____ Data to process

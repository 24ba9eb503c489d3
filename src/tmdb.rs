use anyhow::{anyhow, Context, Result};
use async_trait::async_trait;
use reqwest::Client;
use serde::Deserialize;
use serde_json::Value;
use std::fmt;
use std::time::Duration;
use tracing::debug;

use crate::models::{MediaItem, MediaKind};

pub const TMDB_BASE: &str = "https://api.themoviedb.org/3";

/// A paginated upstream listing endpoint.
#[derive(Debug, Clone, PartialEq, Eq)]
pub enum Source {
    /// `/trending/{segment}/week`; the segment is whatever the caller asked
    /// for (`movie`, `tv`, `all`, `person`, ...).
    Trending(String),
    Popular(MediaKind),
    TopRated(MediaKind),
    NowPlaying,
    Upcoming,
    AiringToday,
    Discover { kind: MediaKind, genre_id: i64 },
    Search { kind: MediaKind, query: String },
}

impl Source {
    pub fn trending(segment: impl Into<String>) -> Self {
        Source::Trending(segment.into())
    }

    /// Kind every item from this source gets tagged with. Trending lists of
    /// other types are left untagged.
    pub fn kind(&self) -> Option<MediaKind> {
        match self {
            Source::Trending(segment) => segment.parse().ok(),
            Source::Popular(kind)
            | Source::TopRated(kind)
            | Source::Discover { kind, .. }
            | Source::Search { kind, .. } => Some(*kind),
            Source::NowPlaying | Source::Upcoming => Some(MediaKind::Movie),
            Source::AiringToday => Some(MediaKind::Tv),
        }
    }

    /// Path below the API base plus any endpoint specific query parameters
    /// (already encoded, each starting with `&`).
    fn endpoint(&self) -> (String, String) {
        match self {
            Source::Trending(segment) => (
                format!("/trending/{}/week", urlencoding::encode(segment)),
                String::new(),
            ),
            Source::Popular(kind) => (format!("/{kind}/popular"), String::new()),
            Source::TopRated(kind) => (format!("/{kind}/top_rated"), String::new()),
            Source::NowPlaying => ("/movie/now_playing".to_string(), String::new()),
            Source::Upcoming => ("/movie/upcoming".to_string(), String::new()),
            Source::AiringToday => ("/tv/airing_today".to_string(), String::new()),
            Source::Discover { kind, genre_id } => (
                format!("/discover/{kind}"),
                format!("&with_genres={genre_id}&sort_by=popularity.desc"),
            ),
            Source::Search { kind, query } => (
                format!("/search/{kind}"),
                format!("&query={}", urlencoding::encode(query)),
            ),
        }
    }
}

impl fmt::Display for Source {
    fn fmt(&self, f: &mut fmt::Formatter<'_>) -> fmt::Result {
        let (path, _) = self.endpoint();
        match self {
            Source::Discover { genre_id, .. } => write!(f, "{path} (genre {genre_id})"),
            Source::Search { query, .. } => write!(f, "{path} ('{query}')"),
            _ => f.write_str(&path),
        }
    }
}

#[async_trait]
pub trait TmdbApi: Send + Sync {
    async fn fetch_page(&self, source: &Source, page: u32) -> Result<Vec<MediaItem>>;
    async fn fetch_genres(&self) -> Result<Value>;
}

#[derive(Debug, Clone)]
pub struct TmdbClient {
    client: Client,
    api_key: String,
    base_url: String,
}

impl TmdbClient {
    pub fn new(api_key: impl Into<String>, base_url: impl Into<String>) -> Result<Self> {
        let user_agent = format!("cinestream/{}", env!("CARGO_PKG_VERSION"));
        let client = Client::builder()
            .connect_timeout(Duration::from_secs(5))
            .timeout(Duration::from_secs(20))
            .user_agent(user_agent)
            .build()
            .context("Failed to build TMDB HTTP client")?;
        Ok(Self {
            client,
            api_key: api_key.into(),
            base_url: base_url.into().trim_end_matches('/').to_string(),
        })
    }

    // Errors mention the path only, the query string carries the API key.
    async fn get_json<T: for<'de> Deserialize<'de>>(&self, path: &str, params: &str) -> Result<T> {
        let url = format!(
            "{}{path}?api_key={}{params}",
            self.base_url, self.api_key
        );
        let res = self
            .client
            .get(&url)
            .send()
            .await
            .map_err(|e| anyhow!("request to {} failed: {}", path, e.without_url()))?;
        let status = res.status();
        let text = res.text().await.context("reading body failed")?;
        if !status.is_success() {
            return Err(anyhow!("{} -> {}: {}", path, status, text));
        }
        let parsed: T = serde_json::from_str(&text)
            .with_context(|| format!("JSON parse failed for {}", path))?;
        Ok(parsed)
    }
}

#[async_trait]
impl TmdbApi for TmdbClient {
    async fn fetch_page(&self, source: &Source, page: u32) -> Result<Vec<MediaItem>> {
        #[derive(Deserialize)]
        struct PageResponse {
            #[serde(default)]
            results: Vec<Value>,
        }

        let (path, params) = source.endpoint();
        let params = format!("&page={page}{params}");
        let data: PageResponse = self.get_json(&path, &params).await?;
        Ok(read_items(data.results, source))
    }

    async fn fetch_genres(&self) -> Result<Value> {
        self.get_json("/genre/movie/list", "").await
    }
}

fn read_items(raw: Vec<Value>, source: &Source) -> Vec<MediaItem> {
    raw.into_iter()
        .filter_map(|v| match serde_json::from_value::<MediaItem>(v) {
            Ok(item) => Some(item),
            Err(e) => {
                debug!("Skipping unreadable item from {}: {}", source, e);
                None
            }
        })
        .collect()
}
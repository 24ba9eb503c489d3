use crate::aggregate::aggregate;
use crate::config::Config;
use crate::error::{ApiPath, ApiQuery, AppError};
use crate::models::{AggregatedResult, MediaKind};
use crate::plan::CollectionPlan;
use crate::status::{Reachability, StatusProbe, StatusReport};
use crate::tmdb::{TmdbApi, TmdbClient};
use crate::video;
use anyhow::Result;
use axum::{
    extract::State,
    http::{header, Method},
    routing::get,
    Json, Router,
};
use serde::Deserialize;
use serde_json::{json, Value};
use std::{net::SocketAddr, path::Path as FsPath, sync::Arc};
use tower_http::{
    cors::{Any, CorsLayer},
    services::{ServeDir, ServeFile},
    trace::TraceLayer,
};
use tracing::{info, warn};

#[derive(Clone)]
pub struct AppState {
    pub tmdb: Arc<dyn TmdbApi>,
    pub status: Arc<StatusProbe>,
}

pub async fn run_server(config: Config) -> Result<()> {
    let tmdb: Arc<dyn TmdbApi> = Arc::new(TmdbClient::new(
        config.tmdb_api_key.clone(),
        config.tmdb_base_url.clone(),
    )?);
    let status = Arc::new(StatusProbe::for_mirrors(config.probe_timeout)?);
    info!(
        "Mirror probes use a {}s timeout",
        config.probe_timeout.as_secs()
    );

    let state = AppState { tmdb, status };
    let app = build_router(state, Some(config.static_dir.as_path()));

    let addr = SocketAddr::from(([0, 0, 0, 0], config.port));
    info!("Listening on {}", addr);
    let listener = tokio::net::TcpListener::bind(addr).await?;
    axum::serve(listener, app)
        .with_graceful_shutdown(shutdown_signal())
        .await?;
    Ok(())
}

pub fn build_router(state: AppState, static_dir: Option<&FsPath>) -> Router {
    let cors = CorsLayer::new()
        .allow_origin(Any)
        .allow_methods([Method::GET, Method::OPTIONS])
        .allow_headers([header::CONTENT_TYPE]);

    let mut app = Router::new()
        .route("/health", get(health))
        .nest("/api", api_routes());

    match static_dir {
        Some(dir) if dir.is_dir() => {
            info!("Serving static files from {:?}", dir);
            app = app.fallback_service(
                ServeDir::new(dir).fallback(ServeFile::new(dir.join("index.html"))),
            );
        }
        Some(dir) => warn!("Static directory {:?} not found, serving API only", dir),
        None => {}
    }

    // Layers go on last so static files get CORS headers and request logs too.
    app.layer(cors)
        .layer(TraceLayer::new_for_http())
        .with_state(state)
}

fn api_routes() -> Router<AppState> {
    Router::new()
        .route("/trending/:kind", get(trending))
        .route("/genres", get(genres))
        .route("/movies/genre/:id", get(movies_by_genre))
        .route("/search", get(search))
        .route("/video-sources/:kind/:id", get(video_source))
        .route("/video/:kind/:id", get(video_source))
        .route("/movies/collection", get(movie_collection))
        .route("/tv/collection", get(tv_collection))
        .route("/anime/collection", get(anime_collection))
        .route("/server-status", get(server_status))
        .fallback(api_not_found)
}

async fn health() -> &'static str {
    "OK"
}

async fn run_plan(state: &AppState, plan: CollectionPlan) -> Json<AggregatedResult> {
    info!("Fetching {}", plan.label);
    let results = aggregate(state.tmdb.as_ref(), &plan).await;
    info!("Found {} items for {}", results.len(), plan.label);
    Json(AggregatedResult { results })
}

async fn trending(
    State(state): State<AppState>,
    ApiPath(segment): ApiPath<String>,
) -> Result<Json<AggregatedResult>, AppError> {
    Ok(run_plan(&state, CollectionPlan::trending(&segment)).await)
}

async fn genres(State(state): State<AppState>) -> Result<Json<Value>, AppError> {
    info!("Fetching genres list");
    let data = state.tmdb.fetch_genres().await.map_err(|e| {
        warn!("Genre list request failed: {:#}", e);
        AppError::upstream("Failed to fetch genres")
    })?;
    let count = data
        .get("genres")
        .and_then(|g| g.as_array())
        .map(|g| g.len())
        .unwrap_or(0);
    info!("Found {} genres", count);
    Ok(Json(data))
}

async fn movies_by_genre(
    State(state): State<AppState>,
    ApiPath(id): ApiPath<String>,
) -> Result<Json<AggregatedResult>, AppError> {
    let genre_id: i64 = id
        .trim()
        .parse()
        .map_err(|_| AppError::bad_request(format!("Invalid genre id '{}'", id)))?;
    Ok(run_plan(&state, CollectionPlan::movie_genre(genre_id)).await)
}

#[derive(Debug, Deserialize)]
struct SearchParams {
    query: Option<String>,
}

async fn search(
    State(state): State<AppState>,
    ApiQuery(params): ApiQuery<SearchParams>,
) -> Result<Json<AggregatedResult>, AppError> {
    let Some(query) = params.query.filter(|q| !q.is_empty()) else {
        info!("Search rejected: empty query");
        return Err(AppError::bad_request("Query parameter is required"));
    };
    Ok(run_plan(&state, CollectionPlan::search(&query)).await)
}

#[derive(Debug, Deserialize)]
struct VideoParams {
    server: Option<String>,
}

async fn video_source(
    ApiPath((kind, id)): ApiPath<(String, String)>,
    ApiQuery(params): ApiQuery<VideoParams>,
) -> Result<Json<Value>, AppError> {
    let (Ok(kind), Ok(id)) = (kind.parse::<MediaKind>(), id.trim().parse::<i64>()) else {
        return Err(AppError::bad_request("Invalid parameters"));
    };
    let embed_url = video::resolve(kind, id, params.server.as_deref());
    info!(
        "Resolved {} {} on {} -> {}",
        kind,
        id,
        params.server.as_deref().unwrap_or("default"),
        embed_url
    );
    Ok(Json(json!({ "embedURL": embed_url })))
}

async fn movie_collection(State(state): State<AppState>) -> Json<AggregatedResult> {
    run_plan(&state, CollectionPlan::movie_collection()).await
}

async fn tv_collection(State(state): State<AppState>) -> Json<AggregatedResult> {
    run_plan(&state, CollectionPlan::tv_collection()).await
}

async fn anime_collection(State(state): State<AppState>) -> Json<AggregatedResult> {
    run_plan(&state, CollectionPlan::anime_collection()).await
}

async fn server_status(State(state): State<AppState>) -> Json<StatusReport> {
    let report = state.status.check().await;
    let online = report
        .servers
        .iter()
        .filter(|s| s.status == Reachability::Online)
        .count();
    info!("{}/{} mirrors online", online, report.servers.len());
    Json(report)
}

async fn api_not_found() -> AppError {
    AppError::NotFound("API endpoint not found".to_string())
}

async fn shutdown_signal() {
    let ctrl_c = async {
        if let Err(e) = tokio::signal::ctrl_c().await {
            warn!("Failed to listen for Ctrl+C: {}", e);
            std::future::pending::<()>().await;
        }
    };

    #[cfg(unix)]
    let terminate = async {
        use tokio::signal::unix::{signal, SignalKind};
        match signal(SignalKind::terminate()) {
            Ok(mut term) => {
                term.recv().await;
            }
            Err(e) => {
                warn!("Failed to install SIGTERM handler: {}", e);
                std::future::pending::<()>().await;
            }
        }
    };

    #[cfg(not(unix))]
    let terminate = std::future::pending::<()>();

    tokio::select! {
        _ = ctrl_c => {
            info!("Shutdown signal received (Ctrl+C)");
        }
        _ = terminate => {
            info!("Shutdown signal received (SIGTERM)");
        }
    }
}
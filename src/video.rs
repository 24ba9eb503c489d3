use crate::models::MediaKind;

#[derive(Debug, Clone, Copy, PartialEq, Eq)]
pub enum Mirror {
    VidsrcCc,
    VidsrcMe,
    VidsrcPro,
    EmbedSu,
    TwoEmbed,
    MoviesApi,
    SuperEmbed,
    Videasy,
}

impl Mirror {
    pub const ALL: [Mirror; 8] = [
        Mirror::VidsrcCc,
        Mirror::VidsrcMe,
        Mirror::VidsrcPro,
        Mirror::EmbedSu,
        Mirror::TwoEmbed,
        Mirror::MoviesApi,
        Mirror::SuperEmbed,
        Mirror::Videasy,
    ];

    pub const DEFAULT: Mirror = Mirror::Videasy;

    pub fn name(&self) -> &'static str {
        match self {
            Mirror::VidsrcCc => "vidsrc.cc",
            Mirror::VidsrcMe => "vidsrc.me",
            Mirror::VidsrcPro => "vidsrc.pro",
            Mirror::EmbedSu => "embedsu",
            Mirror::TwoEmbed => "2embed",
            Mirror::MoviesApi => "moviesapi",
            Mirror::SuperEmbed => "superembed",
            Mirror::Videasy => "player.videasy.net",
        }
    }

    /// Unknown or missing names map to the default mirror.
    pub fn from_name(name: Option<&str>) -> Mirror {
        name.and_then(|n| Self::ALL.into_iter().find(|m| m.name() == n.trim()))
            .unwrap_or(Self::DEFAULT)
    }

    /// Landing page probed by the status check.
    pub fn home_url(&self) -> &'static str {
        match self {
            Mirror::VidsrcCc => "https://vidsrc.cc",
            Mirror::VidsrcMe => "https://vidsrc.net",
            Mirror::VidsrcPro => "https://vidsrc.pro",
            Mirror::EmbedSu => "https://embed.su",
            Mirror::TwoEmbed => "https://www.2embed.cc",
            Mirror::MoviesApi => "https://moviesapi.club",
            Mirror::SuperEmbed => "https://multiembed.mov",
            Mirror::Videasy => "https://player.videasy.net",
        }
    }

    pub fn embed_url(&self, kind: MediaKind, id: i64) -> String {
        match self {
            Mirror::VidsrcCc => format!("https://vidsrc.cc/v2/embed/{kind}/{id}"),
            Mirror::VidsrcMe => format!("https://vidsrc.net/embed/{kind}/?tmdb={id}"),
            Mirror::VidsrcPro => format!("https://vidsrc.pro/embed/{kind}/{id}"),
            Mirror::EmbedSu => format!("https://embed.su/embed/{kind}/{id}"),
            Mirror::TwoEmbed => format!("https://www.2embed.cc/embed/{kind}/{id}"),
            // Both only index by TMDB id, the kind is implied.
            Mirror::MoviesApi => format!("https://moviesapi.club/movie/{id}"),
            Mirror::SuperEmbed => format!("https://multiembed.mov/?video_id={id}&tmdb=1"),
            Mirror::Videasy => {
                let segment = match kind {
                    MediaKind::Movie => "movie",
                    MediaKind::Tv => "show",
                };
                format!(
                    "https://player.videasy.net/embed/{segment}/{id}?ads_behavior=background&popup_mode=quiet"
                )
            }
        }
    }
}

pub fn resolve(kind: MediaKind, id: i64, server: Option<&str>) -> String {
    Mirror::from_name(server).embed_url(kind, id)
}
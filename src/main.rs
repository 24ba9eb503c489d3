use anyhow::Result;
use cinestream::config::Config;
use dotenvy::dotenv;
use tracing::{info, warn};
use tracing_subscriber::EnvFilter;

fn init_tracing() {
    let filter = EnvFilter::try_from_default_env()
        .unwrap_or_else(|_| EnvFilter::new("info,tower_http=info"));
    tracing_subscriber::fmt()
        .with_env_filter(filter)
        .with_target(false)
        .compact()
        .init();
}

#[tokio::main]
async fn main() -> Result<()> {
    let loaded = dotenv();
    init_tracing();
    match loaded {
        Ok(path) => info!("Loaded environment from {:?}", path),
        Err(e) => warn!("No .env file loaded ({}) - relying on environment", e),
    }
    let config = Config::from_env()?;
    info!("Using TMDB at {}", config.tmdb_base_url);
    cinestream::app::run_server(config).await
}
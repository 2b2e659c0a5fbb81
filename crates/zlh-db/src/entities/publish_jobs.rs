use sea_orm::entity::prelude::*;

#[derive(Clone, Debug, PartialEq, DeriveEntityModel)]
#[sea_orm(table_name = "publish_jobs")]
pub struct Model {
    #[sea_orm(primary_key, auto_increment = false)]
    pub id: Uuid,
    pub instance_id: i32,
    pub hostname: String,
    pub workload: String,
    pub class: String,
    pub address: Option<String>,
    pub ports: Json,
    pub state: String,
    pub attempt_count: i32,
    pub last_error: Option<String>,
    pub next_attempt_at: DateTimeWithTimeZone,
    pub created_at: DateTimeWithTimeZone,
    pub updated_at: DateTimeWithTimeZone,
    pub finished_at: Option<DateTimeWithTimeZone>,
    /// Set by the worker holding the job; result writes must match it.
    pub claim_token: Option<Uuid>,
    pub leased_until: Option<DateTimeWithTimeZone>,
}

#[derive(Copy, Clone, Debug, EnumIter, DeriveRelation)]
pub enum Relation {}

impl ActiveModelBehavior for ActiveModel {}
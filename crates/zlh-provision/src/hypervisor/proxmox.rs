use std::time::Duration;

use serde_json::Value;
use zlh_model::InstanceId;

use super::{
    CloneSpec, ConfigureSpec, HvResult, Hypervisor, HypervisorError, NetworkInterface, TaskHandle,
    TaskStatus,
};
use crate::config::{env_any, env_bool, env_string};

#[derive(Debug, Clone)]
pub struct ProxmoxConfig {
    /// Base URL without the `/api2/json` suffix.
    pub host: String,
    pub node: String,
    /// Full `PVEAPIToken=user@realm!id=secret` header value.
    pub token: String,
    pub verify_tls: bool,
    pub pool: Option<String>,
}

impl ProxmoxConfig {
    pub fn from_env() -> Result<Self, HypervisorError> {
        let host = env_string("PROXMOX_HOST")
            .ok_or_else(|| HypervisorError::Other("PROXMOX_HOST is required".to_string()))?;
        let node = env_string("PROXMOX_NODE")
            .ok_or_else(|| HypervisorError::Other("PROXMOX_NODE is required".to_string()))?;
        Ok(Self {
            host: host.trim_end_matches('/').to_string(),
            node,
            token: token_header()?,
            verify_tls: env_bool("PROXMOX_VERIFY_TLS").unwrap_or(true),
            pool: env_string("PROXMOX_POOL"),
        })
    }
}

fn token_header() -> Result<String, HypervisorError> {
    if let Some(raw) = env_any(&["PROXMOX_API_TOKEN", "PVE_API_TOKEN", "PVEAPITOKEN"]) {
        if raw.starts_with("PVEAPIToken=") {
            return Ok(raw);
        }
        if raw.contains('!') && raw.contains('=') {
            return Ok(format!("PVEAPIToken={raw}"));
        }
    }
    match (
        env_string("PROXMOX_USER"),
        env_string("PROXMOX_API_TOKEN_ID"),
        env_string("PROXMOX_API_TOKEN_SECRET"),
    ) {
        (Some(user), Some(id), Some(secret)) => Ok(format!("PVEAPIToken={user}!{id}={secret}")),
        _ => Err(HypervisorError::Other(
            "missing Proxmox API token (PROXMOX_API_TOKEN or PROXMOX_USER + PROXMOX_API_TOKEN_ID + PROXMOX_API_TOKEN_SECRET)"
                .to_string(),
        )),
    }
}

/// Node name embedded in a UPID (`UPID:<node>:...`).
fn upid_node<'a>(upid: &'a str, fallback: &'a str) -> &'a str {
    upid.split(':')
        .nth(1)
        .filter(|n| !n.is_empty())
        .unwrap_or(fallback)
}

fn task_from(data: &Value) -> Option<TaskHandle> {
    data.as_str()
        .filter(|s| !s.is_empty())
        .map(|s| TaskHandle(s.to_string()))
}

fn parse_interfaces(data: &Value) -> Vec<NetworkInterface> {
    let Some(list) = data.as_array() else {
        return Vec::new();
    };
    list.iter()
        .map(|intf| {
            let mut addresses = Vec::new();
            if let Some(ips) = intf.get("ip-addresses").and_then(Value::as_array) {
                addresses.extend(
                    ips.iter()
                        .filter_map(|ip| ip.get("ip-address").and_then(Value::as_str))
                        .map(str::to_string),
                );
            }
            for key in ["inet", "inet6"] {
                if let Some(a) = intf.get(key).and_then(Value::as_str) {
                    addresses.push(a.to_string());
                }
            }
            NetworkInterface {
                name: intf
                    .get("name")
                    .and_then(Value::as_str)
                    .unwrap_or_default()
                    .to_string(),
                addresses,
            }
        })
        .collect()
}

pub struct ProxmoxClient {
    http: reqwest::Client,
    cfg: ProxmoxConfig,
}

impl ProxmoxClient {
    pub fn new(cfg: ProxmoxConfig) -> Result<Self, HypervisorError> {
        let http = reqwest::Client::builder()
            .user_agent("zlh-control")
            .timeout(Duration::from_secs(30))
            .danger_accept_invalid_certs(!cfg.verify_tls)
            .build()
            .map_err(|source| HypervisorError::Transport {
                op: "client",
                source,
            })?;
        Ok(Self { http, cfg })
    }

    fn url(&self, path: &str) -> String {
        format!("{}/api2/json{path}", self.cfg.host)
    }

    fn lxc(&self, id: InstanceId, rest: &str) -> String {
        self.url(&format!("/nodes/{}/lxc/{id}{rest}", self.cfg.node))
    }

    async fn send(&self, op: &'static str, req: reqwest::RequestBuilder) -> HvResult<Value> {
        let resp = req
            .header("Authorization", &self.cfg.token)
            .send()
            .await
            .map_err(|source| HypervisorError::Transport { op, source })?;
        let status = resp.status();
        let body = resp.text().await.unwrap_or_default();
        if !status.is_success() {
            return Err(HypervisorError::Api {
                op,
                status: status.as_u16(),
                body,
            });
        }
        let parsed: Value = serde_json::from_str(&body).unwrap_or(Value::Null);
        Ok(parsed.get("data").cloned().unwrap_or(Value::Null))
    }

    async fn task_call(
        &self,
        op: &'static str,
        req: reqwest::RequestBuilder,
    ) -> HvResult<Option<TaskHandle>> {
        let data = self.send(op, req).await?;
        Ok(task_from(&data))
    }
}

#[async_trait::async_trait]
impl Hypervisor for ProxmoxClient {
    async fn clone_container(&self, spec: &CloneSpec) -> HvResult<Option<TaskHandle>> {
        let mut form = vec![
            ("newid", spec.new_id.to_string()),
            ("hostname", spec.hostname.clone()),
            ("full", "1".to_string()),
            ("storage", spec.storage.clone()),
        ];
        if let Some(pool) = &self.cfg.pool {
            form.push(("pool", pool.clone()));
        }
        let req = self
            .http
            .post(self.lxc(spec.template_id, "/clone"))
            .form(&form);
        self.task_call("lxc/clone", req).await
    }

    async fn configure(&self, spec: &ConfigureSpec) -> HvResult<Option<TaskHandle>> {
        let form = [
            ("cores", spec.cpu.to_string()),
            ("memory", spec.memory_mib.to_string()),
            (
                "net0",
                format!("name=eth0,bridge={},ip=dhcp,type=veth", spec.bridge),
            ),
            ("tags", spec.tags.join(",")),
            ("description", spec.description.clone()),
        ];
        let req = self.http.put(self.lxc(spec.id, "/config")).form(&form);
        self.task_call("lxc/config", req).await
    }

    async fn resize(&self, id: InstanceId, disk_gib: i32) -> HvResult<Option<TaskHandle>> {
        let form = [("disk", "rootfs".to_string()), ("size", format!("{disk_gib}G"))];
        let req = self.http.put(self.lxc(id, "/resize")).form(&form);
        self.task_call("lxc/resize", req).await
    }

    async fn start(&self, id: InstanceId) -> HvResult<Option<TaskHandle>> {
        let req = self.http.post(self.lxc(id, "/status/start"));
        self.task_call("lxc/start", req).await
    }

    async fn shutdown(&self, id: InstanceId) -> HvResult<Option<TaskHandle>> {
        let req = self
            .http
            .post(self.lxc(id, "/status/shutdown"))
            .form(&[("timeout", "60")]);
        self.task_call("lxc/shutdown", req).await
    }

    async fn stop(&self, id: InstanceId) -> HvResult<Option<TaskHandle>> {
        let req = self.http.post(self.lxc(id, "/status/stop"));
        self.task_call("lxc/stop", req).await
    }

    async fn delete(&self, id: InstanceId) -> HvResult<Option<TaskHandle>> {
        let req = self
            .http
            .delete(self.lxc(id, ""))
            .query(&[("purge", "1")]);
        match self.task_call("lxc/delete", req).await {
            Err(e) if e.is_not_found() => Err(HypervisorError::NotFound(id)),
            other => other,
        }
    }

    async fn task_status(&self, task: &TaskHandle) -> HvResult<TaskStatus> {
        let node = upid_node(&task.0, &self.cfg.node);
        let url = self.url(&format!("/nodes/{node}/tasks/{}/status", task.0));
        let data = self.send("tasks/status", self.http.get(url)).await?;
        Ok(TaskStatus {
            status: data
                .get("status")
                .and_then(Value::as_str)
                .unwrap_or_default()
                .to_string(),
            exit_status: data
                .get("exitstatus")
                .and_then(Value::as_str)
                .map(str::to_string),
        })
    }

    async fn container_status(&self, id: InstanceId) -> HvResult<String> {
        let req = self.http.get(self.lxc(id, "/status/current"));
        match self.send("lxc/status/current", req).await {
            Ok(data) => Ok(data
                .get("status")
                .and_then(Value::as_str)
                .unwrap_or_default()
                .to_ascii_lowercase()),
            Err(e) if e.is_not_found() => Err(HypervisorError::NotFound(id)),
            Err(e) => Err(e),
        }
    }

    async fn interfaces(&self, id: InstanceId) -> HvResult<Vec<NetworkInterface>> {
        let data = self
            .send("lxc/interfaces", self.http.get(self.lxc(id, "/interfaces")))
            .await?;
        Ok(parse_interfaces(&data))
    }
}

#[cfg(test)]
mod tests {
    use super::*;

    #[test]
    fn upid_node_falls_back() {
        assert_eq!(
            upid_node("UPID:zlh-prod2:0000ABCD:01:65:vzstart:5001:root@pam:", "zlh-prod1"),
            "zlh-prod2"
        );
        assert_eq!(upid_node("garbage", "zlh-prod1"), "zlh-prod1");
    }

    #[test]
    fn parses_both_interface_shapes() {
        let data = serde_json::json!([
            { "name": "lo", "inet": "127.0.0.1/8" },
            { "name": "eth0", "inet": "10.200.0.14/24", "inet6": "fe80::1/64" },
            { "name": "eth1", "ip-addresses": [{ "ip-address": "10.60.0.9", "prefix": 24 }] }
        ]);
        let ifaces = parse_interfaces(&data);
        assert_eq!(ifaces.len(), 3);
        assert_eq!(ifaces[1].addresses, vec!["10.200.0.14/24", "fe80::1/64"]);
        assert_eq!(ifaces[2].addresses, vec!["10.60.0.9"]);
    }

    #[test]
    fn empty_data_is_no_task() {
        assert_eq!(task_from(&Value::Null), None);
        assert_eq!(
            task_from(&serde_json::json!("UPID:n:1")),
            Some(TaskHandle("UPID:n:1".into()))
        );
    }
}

________

(Exercise directions)
A single number is required: the count of lines in the records that include the string "FsPath".

(Written response)
2